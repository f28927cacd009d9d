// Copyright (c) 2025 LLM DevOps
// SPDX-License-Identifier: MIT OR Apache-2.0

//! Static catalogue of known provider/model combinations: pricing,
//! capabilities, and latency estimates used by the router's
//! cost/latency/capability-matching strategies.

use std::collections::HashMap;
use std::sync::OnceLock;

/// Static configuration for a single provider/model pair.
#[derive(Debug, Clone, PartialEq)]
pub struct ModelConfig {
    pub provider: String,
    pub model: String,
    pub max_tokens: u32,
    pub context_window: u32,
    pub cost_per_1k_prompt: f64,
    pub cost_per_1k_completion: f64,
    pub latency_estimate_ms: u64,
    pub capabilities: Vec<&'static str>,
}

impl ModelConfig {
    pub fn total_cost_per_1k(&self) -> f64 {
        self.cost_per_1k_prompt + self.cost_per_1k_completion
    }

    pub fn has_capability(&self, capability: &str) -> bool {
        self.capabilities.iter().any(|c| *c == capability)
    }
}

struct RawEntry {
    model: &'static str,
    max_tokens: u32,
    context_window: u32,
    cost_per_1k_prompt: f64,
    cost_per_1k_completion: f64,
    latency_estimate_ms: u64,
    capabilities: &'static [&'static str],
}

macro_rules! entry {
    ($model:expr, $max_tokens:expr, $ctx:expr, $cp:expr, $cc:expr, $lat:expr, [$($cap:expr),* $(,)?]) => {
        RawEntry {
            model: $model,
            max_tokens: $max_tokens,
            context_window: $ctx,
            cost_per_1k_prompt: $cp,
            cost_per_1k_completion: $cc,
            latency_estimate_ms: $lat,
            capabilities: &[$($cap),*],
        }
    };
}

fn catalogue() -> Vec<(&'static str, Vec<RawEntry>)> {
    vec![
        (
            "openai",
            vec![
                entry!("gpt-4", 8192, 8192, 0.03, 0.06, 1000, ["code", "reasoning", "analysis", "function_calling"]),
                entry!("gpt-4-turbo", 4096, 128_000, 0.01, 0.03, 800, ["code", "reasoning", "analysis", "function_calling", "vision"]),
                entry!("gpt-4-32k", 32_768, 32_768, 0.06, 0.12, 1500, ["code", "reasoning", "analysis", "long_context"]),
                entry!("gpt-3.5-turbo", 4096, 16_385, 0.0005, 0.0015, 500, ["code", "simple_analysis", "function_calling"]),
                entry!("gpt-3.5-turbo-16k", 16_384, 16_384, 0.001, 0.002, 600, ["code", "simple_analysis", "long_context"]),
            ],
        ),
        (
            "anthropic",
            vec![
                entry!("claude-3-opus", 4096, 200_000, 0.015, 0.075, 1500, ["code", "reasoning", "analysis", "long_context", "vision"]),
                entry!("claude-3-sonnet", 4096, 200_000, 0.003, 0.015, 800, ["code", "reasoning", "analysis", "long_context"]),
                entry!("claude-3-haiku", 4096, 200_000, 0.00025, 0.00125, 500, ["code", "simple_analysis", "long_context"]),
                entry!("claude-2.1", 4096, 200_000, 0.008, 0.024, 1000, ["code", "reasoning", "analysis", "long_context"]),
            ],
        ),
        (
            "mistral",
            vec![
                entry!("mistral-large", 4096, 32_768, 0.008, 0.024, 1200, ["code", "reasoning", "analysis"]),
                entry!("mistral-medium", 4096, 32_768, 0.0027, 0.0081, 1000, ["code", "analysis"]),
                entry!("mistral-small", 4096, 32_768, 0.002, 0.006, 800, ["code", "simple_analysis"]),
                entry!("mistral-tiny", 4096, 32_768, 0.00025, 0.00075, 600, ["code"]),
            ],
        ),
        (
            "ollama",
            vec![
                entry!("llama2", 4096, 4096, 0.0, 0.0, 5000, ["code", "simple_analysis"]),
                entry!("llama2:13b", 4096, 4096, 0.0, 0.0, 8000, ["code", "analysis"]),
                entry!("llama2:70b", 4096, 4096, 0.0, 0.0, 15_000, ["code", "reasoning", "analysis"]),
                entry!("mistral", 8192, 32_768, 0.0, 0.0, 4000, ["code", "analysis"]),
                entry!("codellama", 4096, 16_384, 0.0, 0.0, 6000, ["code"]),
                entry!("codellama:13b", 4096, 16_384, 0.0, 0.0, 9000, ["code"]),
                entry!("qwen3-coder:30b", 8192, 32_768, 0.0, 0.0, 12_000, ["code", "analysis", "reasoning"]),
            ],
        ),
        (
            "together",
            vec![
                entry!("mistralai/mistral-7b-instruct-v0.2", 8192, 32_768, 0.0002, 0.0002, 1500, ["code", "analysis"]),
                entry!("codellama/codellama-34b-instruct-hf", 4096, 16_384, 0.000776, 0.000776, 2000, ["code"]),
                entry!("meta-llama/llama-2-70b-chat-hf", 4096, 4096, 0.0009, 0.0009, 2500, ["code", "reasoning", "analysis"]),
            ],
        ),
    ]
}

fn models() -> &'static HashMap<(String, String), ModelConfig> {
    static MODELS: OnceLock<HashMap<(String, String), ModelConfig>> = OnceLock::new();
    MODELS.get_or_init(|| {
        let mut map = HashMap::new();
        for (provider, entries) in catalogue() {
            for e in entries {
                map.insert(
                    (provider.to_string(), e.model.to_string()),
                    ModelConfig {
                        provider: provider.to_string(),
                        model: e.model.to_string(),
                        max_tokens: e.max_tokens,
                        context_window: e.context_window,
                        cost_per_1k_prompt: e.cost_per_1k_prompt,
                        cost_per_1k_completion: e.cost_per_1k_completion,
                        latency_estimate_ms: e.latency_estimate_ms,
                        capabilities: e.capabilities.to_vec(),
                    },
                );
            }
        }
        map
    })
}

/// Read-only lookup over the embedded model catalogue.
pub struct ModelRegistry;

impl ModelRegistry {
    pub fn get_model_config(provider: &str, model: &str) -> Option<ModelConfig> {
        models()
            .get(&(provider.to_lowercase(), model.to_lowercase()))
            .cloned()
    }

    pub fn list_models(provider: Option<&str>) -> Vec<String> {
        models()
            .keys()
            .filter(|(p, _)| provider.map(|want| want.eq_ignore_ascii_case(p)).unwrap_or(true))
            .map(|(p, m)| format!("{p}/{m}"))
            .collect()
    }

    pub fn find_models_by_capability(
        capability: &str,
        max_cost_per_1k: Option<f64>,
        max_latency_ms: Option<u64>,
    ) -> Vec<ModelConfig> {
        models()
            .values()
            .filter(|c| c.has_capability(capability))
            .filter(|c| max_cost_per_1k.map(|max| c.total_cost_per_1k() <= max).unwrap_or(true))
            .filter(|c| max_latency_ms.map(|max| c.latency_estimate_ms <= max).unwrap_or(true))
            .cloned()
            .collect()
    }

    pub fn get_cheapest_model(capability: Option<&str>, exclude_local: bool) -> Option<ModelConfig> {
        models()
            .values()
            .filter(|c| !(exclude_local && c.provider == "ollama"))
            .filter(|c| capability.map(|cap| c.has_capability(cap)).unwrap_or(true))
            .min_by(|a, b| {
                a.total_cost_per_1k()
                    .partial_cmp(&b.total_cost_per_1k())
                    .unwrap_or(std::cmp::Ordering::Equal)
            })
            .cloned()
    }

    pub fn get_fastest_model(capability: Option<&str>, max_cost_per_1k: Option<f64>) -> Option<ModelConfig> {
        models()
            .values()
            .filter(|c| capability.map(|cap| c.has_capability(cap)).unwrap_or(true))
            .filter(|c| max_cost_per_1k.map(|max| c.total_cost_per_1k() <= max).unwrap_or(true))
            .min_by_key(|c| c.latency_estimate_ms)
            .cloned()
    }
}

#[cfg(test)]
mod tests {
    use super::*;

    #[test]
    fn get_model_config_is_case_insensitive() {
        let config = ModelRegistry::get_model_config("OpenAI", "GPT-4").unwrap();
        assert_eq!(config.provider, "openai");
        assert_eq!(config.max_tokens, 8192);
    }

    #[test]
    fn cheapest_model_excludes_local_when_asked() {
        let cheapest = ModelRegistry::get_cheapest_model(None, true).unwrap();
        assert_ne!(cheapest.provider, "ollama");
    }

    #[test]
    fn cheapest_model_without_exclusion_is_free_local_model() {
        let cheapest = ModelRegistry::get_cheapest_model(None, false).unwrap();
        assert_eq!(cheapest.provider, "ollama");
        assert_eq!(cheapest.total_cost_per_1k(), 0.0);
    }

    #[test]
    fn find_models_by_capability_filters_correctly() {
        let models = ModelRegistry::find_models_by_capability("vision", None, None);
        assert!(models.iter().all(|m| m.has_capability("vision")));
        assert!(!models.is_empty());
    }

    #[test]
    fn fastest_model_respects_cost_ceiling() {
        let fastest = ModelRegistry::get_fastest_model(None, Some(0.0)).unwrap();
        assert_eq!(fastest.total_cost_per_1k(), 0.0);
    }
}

☆ ☆ ☆ ☆ ☆

• What you should do
What is needed is each line of the entries that contains the word "codellama".

• Expected answer
                entry!("codellama", 4096, 16_384, 0.0, 0.0, 6000, ["code"]),
                entry!("codellama:13b", 4096, 16_384, 0.0, 0.0, 9000, ["code"]),
                entry!("codellama/codellama-34b-instruct-hf", 4096, 16_384, 0.000776, 0.000776, 2000, ["code"]),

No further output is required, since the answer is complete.